Liquor store operators say they should be authorized to sell recreational marijuana when it's legalized in Canada.

Liquor stores aim to sell marijuana

Private, government stores 'best suited' to become weed dealers, say union, store owners

Liquor stores – both private- and government-run outlets – should be authorized to sell recreational marijuana when the federal government delivers on its election promise to bring in a new regulated system.

That’s the pitch coming from the B.C. Government and Service Employees’ Union, which represents government store workers, and the B.C. Private Liquor Store Association.

The two groups, normally competitors, joined forces Wednesday to argue their stores are well qualified to responsibly handle legalized marijuana, alongside beer, wine and spirits.

“We haven’t been aligned in the past  but we are aligned on this issue,” said Damian Kettlewell of the private stores association.

“We’re suggesting that we have the experience and the knowledge and, eventually, the product training to sell this product in liquor stores.”

He emphasized the aim is to serve as the retailers for recreational pot only, and not compete with existing medical marijuana providers.

Liquor stores are already required to check ID to ensure patrons are over 19 to prevent alcohol purchases by youth, said BCGEU president Stephanie Smith.

“Liquor stores provide the most strictly controlled system for accessing a controlled substance, and are best suited for the retailing of non-medical marijuana,” she said.

“We have an effective warehousing, retail and distribution system in place.
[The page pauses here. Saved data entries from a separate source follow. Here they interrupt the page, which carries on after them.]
//! Exact conversion between human readable decimal strings and the
//! fixed-point integers stored by the token contract.
//!
//! A token amount is an unsigned 256 bits integer scaled by `10^18`.
//! The scaling itself is done by `alloy_primitives::utils`, which truncates
//! extra fractional digits: inputs are validated first so nothing is lost.

use crate::config::{COIN_DECIMALS, COIN_VALUE};
use alloy_primitives::{
    utils::{format_units, parse_units},
    U256,
};
use serde::{de::Error as SerdeError, Deserialize, Deserializer, Serialize, Serializer};
use std::{
    fmt::{self, Display, Formatter},
    str::FromStr,
};
use thiserror::Error;

#[derive(Debug, Error, Clone, PartialEq, Eq)]
pub enum AmountError {
    #[error("Amount is empty")]
    Empty,
    #[error("Invalid character '{}' in amount", _0)]
    InvalidCharacter(char),
    #[error("Amount has more than one decimal separator")]
    MultipleSeparators,
    #[error("Amount has {found} decimals, maximum is {max}")]
    TooManyDecimals { found: usize, max: u8 },
    #[error("Amount is too big")]
    Overflow,
}

// Check the input and rewrite it as "integer.fraction" without insignificant zeros
fn normalize(value: &str) -> Result<String, AmountError> {
    let value = value.trim();
    if value.is_empty() {
        return Err(AmountError::Empty);
    }

    if let Some(c) = value.chars().find(|c| !c.is_ascii_digit() && *c != '.') {
        return Err(AmountError::InvalidCharacter(c));
    }

    let (integer, fraction) = match value.split_once('.') {
        Some((_, rest)) if rest.contains('.') => return Err(AmountError::MultipleSeparators),
        Some((integer, fraction)) => (integer, fraction),
        None => (value, ""),
    };

    // "." alone carries no digit at all
    if integer.is_empty() && fraction.is_empty() {
        return Err(AmountError::Empty);
    }

    let fraction = fraction.trim_end_matches('0');
    if fraction.len() > COIN_DECIMALS as usize {
        return Err(AmountError::TooManyDecimals {
            found: fraction.len(),
            max: COIN_DECIMALS,
        });
    }

    let integer = if integer.is_empty() { "0" } else { integer };
    let fraction = if fraction.is_empty() { "0" } else { fraction };
    Ok(format!("{}.{}", integer, fraction))
}

// Parse an amount of LIR such as "12.5" into its smallest unit
// Extra fractional digits are accepted only if they are zeros
pub fn from_coin(value: &str) -> Result<U256, AmountError> {
    let normalized = normalize(value)?;
    parse_units(&normalized, COIN_DECIMALS)
        .map(|units| units.get_absolute())
        .map_err(|_| AmountError::Overflow)
}

// Format an amount of LIR
// Trailing zeros of the fraction are removed, but one digit is always kept: 50 => "50.0"
pub fn format_coin(value: U256) -> String {
    let formatted = match format_units(value, COIN_DECIMALS) {
        Ok(formatted) => formatted,
        Err(_) => return value.to_string(),
    };

    match formatted.split_once('.') {
        Some((integer, fraction)) => {
            let fraction = fraction.trim_end_matches('0');
            let fraction = if fraction.is_empty() { "0" } else { fraction };
            format!("{}.{}", integer, fraction)
        }
        None => format!("{}.0", formatted),
    }
}

// Token amount in its smallest unit
// Displayed and serialized as a decimal string with the token decimals
#[derive(Clone, Copy, Debug, Default, PartialEq, Eq, PartialOrd, Ord, Hash)]
pub struct TokenAmount(U256);

impl TokenAmount {
    pub const fn new(value: U256) -> Self {
        Self(value)
    }

    pub const fn zero() -> Self {
        Self(U256::ZERO)
    }

    // Whole tokens, mostly useful in tests and fixtures
    pub fn from_coins(coins: u64) -> Self {
        Self(U256::from(coins).saturating_mul(*COIN_VALUE))
    }

    pub fn raw(&self) -> U256 {
        self.0
    }

    pub fn is_zero(&self) -> bool {
        self.0.is_zero()
    }

    pub fn checked_add(&self, other: Self) -> Option<Self> {
        self.0.checked_add(other.0).map(Self)
    }

    pub fn checked_sub(&self, other: Self) -> Option<Self> {
        self.0.checked_sub(other.0).map(Self)
    }
}

impl From<U256> for TokenAmount {
    fn from(value: U256) -> Self {
        Self(value)
    }
}

impl FromStr for TokenAmount {
    type Err = AmountError;

    fn from_str(s: &str) -> Result<Self, Self::Err> {
        from_coin(s).map(Self)
    }
}

impl Display for TokenAmount {
    fn fmt(&self, f: &mut Formatter<'_>) -> fmt::Result {
        write!(f, "{}", format_coin(self.0))
    }
}

impl Serialize for TokenAmount {
    fn serialize<S: Serializer>(&self, serializer: S) -> Result<S::Ok, S::Error> {
        serializer.serialize_str(&self.to_string())
    }
}

impl<'a> Deserialize<'a> for TokenAmount {
    fn deserialize<D: Deserializer<'a>>(deserializer: D) -> Result<Self, D::Error> {
        let value = String::deserialize(deserializer)?;
        TokenAmount::from_str(&value).map_err(SerdeError::custom)
    }
}
//! In-memory wallet provider running a simulated LIR token contract
//!
//! The contract rules are enforced the way the deployed contract does:
//! only the admin manages managers and distributes, only managers reward,
//! anyone burns their own tokens. Violations revert with an `Error(string)`
//! payload. Every request is recorded and any method can be made to fail.

use crate::{config::SessionConfig, pipeline::Notifier};
use alloy_primitives::{hex, keccak256, Address, Bytes, TxHash, U256, U64};
use alloy_sol_types::{SolEvent, SolInterface, SolValue};
use async_trait::async_trait;
use futures::channel::mpsc::{unbounded, UnboundedSender};
use lir_common::{
    amount::TokenAmount,
    provider::{Eip1193Provider, LogSubscription},
    rpc::{
        LogFilter, ProviderError, RpcLog, TransactionReceipt, TransactionRequest, EXECUTION_REVERTED,
        INTERNAL_ERROR, INVALID_PARAMS, UNSUPPORTED_METHOD, USER_REJECTED_REQUEST,
    },
    token::{encode_revert_reason, ILirToken::ILirTokenCalls, Transfer},
    tokio::sleep,
};
use serde_json::{json, Value};
use std::{
    collections::{HashMap, HashSet},
    sync::{Arc, Mutex, MutexGuard},
    time::Duration,
};

pub const ONLY_ADMIN: &str = "Only admin can call this";
pub const ONLY_MANAGER: &str = "Only manager can call this";
pub const NOT_A_MANAGER: &str = "Address is not a manager";
pub const NOT_ENOUGH_TOKENS: &str = "Not enough tokens";

struct MockState {
    accounts: Vec<Address>,
    authorized: bool,
    reject_connection: bool,
    admin: Address,
    contract: Address,
    managers: HashSet<Address>,
    balances: HashMap<Address, U256>,
    receipts: HashMap<TxHash, TransactionReceipt>,
    receipt_delay: usize,
    pending_polls: HashMap<TxHash, usize>,
    fail_receipts: bool,
    failing: HashSet<String>,
    latency: HashMap<String, Duration>,
    requests: Vec<String>,
    subscriptions: HashMap<String, (LogFilter, UnboundedSender<RpcLog>)>,
    next_subscription: u64,
    nonce: u64,
    block: u64,
}

impl MockState {
    fn balance(&self, account: &Address) -> U256 {
        self.balances.get(account).copied().unwrap_or_default()
    }

    fn transfer(&mut self, from: Address, to: Address, value: U256) -> Result<RpcLog, ProviderError> {
        let balance = self.balance(&from);
        if balance < value {
            return Err(revert(NOT_ENOUGH_TOKENS));
        }

        self.balances.insert(from, balance - value);
        if !to.is_zero() {
            let balance = self.balance(&to);
            self.balances.insert(to, balance.saturating_add(value));
        }

        Ok(self.transfer_log(from, to, value, None))
    }

    fn transfer_log(&self, from: Address, to: Address, value: U256, tx: Option<TxHash>) -> RpcLog {
        RpcLog {
            address: self.contract,
            topics: vec![Transfer::SIGNATURE_HASH, from.into_word(), to.into_word()],
            data: value.abi_encode().into(),
            block_number: Some(U64::from(self.block)),
            transaction_hash: tx,
            log_index: Some(U64::ZERO),
            removed: false,
        }
    }

    // Deliver a log to the matching subscriptions, closed ones are pruned
    fn emit(&mut self, log: RpcLog) {
        self.subscriptions.retain(|_, (filter, sender)| {
            if !filter.matches(&log) {
                return !sender.is_closed();
            }
            sender.unbounded_send(log.clone()).is_ok()
        });
    }

    fn read(&self, data: &[u8]) -> Result<Vec<u8>, ProviderError> {
        let output = match decode_call(data)? {
            ILirTokenCalls::admin(_) => self.admin.abi_encode(),
            ILirTokenCalls::managers(call) => self.managers.contains(&call.account).abi_encode(),
            ILirTokenCalls::balanceOf(call) => self.balance(&call.account).abi_encode(),
            _ => return Err(ProviderError::rpc(EXECUTION_REVERTED, "execution reverted")),
        };

        Ok(output)
    }

    // Apply a state changing call, returns the emitted logs
    fn write(&mut self, sender: Address, data: &[u8]) -> Result<Vec<RpcLog>, ProviderError> {
        let contract = self.contract;

        match decode_call(data)? {
            ILirTokenCalls::setManager(call) => {
                if sender != self.admin {
                    return Err(revert(ONLY_ADMIN));
                }
                if call.status {
                    self.managers.insert(call.manager);
                } else {
                    self.managers.remove(&call.manager);
                }
                Ok(Vec::new())
            }
            ILirTokenCalls::distributeToManager(call) => {
                if sender != self.admin {
                    return Err(revert(ONLY_ADMIN));
                }
                if !self.managers.contains(&call.manager) {
                    return Err(revert(NOT_A_MANAGER));
                }
                Ok(vec![self.transfer(contract, call.manager, call.amount)?])
            }
            ILirTokenCalls::rewardStudent(call) => {
                if !self.managers.contains(&sender) {
                    return Err(revert(ONLY_MANAGER));
                }
                Ok(vec![self.transfer(sender, call.student, call.amount)?])
            }
            ILirTokenCalls::burnTokens(call) => Ok(vec![self.transfer(sender, Address::ZERO, call.amount)?]),
            _ => Err(ProviderError::rpc(EXECUTION_REVERTED, "execution reverted")),
        }
    }
}

fn revert(reason: &str) -> ProviderError {
    ProviderError::rpc_with_data(
        EXECUTION_REVERTED,
        format!("execution reverted: {}", reason),
        Value::String(hex::encode_prefixed(encode_revert_reason(reason))),
    )
}

fn invalid_params<E: ToString>(error: E) -> ProviderError {
    ProviderError::rpc(INVALID_PARAMS, error.to_string())
}

// Unknown selectors revert like a contract without fallback
fn decode_call(data: &[u8]) -> Result<ILirTokenCalls, ProviderError> {
    ILirTokenCalls::abi_decode(data, true).map_err(|e| match e {
        alloy_sol_types::Error::UnknownSelector { .. } => {
            ProviderError::rpc(EXECUTION_REVERTED, "execution reverted")
        }
        e => invalid_params(e),
    })
}

fn param<T: serde::de::DeserializeOwned>(params: &Value, index: usize) -> Result<T, ProviderError> {
    let value = params.get(index).cloned().unwrap_or(Value::Null);
    serde_json::from_value(value).map_err(invalid_params)
}

// Keeps every reported outcome, true for a success
#[derive(Default)]
pub struct RecordingNotifier {
    messages: Mutex<Vec<(bool, String)>>,
}

impl RecordingNotifier {
    pub fn messages(&self) -> Vec<(bool, String)> {
        self.messages.lock().unwrap().clone()
    }
}

impl Notifier for RecordingNotifier {
    fn success(&self, message: &str) {
        self.messages.lock().unwrap().push((true, message.to_owned()));
    }

    fn failure(&self, message: &str) {
        self.messages.lock().unwrap().push((false, message.to_owned()));
    }
}

pub struct MockChain {
    state: Mutex<MockState>,
}

impl MockChain {
    // One account, the admin, holding 100 LIR; the contract holds 1,000,000 LIR
    pub fn new() -> Arc<Self> {
        let admin = Self::account(1);
        let chain = Self::with_accounts(vec![admin]);
        chain.set_balance(&admin, TokenAmount::from_coins(100));
        chain
    }

    pub fn with_accounts(accounts: Vec<Address>) -> Arc<Self> {
        let admin = Self::account(1);
        let contract = SessionConfig::default().contract_address;
        let mut balances = HashMap::new();
        balances.insert(contract, TokenAmount::from_coins(1_000_000).raw());

        Arc::new(Self {
            state: Mutex::new(MockState {
                accounts,
                authorized: false,
                reject_connection: false,
                admin,
                contract,
                managers: HashSet::new(),
                balances,
                receipts: HashMap::new(),
                receipt_delay: 0,
                pending_polls: HashMap::new(),
                fail_receipts: false,
                failing: HashSet::new(),
                latency: HashMap::new(),
                requests: Vec::new(),
                subscriptions: HashMap::new(),
                next_subscription: 1,
                nonce: 0,
                block: 1,
            }),
        })
    }

    // Deterministic test account
    pub fn account(id: u8) -> Address {
        Address::repeat_byte(id)
    }

    fn lock(&self) -> MutexGuard<'_, MockState> {
        self.state.lock().unwrap()
    }

    pub fn admin(&self) -> Address {
        self.lock().admin
    }

    pub fn contract(&self) -> Address {
        self.lock().contract
    }

    pub fn balance(&self, account: &Address) -> TokenAmount {
        TokenAmount::new(self.lock().balance(account))
    }

    pub fn set_balance(&self, account: &Address, amount: TokenAmount) {
        self.lock().balances.insert(*account, amount.raw());
    }

    pub fn is_manager(&self, account: &Address) -> bool {
        self.lock().managers.contains(account)
    }

    pub fn add_manager(&self, account: &Address) {
        self.lock().managers.insert(*account);
    }

    // Switch the accounts exposed by the wallet
    pub fn set_accounts(&self, accounts: Vec<Address>) {
        self.lock().accounts = accounts;
    }

    // Mark the accounts as already authorized, like a previous visit would
    pub fn authorize(&self) {
        self.lock().authorized = true;
    }

    pub fn reject_connection(&self, reject: bool) {
        self.lock().reject_connection = reject;
    }

    pub fn fail_method(&self, method: &str) {
        self.lock().failing.insert(method.to_owned());
    }

    pub fn clear_failures(&self) {
        self.lock().failing.clear();
    }

    // Mine every following transaction with a failed status
    pub fn fail_receipts(&self, fail: bool) {
        self.lock().fail_receipts = fail;
    }

    // Number of empty answers before a receipt is available
    pub fn set_receipt_delay(&self, polls: usize) {
        self.lock().receipt_delay = polls;
    }

    pub fn set_latency(&self, method: &str, latency: Duration) {
        self.lock().latency.insert(method.to_owned(), latency);
    }

    pub fn count_requests(&self, method: &str) -> usize {
        self.lock().requests.iter().filter(|m| *m == method).count()
    }

    pub fn total_requests(&self) -> usize {
        self.lock().requests.len()
    }

    // Subscriptions still registered, whether or not their receiver is alive
    pub fn active_subscriptions(&self) -> usize {
        self.lock().subscriptions.len()
    }

    // Transfer made by someone else on the chain
    pub fn emit_transfer(&self, from: Address, to: Address, value: TokenAmount) {
        let mut state = self.lock();
        state.block += 1;
        let tx = keccak256(state.block.to_be_bytes());
        let log = state.transfer_log(from, to, value.raw(), Some(tx));
        state.emit(log);
    }

    pub fn emit_log(&self, log: RpcLog) {
        self.lock().emit(log);
    }

    // Record the request and apply the injected failures and latency
    async fn enter(&self, method: &str) -> Result<(), ProviderError> {
        let latency = {
            let mut state = self.lock();
            state.requests.push(method.to_owned());
            if state.failing.contains(method) {
                return Err(ProviderError::rpc(INTERNAL_ERROR, "Internal JSON-RPC error"));
            }
            state.latency.get(method).copied()
        };

        if let Some(latency) = latency {
            sleep(latency).await;
        }
        Ok(())
    }

    fn send_transaction(&self, request: TransactionRequest) -> Result<TxHash, ProviderError> {
        let mut state = self.lock();
        let sender = request.from.ok_or_else(|| invalid_params("missing from"))?;
        if request.to != state.contract {
            return Err(invalid_params("unknown contract"));
        }

        // Reverts are caught while estimating the gas, nothing is mined
        let logs = state.write(sender, &request.data)?;

        state.nonce += 1;
        state.block += 1;
        let mut preimage = sender.to_vec();
        preimage.extend_from_slice(&state.nonce.to_be_bytes());
        let hash = keccak256(&preimage);
        let logs: Vec<RpcLog> = logs
            .into_iter()
            .map(|log| RpcLog {
                transaction_hash: Some(hash),
                ..log
            })
            .collect();

        let receipt = TransactionReceipt {
            transaction_hash: hash,
            block_number: Some(U64::from(state.block)),
            status: Some(U64::from(!state.fail_receipts as u64)),
            gas_used: Some(U256::from(21_000u64)),
            logs: logs.clone(),
        };
        state.receipts.insert(hash, receipt);
        let delay = state.receipt_delay;
        state.pending_polls.insert(hash, delay);

        for log in logs {
            state.emit(log);
        }

        Ok(hash)
    }

    fn receipt(&self, hash: &TxHash) -> Option<TransactionReceipt> {
        let mut state = self.lock();
        if let Some(remaining) = state.pending_polls.get_mut(hash) {
            if *remaining > 0 {
                *remaining -= 1;
                return None;
            }
        }
        state.receipts.get(hash).cloned()
    }
}

#[async_trait]
impl Eip1193Provider for MockChain {
    async fn request(&self, method: &str, params: Value) -> Result<Value, ProviderError> {
        self.enter(method).await?;

        match method {
            "eth_requestAccounts" => {
                let mut state = self.lock();
                if state.reject_connection {
                    return Err(ProviderError::rpc(USER_REJECTED_REQUEST, "User rejected the request."));
                }
                state.authorized = true;
                Ok(json!(state.accounts))
            }
            "eth_accounts" => {
                let state = self.lock();
                if state.authorized {
                    Ok(json!(state.accounts))
                } else {
                    Ok(json!([]))
                }
            }
            "eth_chainId" => Ok(json!("0x539")),
            "eth_blockNumber" => Ok(json!(U64::from(self.lock().block))),
            "eth_call" => {
                let request: TransactionRequest = param(&params, 0)?;
                let output = self.lock().read(&request.data)?;
                Ok(json!(Bytes::from(output)))
            }
            "eth_sendTransaction" => {
                let request: TransactionRequest = param(&params, 0)?;
                let hash = self.send_transaction(request)?;
                Ok(json!(hash))
            }
            "eth_getTransactionReceipt" => {
                let hash: TxHash = param(&params, 0)?;
                Ok(json!(self.receipt(&hash)))
            }
            method => Err(ProviderError::rpc(
                UNSUPPORTED_METHOD,
                format!("The method {} is not supported", method),
            )),
        }
    }

    async fn subscribe_logs(&self, filter: LogFilter) -> Result<LogSubscription, ProviderError> {
        self.enter("eth_subscribe").await?;

        let (sender, receiver) = unbounded();
        let mut state = self.lock();
        let id = format!("0x{:x}", state.next_subscription);
        state.next_subscription += 1;
        state.subscriptions.insert(id.clone(), (filter, sender));

        Ok(LogSubscription { id, receiver })
    }

    async fn unsubscribe(&self, id: &str) -> Result<bool, ProviderError> {
        self.enter("eth_unsubscribe").await?;
        Ok(self.lock().subscriptions.remove(id).is_some())
    }

    fn forget(&self, id: &str) {
        let mut state = self.lock();
        state.requests.push("eth_unsubscribe".to_owned());
        state.subscriptions.remove(id);
    }
}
There is no need to reinvent the wheel.”

Prime Minister Justin Trudeau has so far set no timeline to legalize and regulate non-medical marijuana.

The City of Vancouver has been developing its own licensing system to authorize a limited number of marijuana storefronts and some other municipalities have considered a similar approach.

Asked if the new partnership is an attempt to head off yet more pot stores springing up and gaining local government approval, Kettlewell said there’s no need to create a new government bureaucracy to govern pot sales.

“There are some dry communities in B.C. that do not sell liquor,” Kettlewell said. “If there’s a municipality out there that does not want the sale of non-medical marijuana in their community, we’d fully respect that.”

He noted provincial rules currently require a minimum one-kilometre separation between private liquor stores and he’d expect municipalities that permit recreational pot would in most cases apply zoning rules that could further restrict locations, potentially with minimum buffers from schools and parks.

Don Briere, owner of the 19-store Weeds Glass and Gifts chain of marijuana storefronts, said he’s not worried about liquor outlets wresting away the burgeoning business.

“We are responsible,” he said. “We have many, many years of experience. They have none. If they want to jump on the bandwagon, you know what? It’s free enterprise. They can get in line behind the people who already have 20, 30 years in the industry.”

He argued retail sales of pot and booze should not happen in the same outlet.

“Alcohol and cannabis do not mix,” Briere said. “People get whacked out enough as it is. You get a drunk person buying cannabis and they smoke that – it’s like mixing all your prescription pills and drinking.”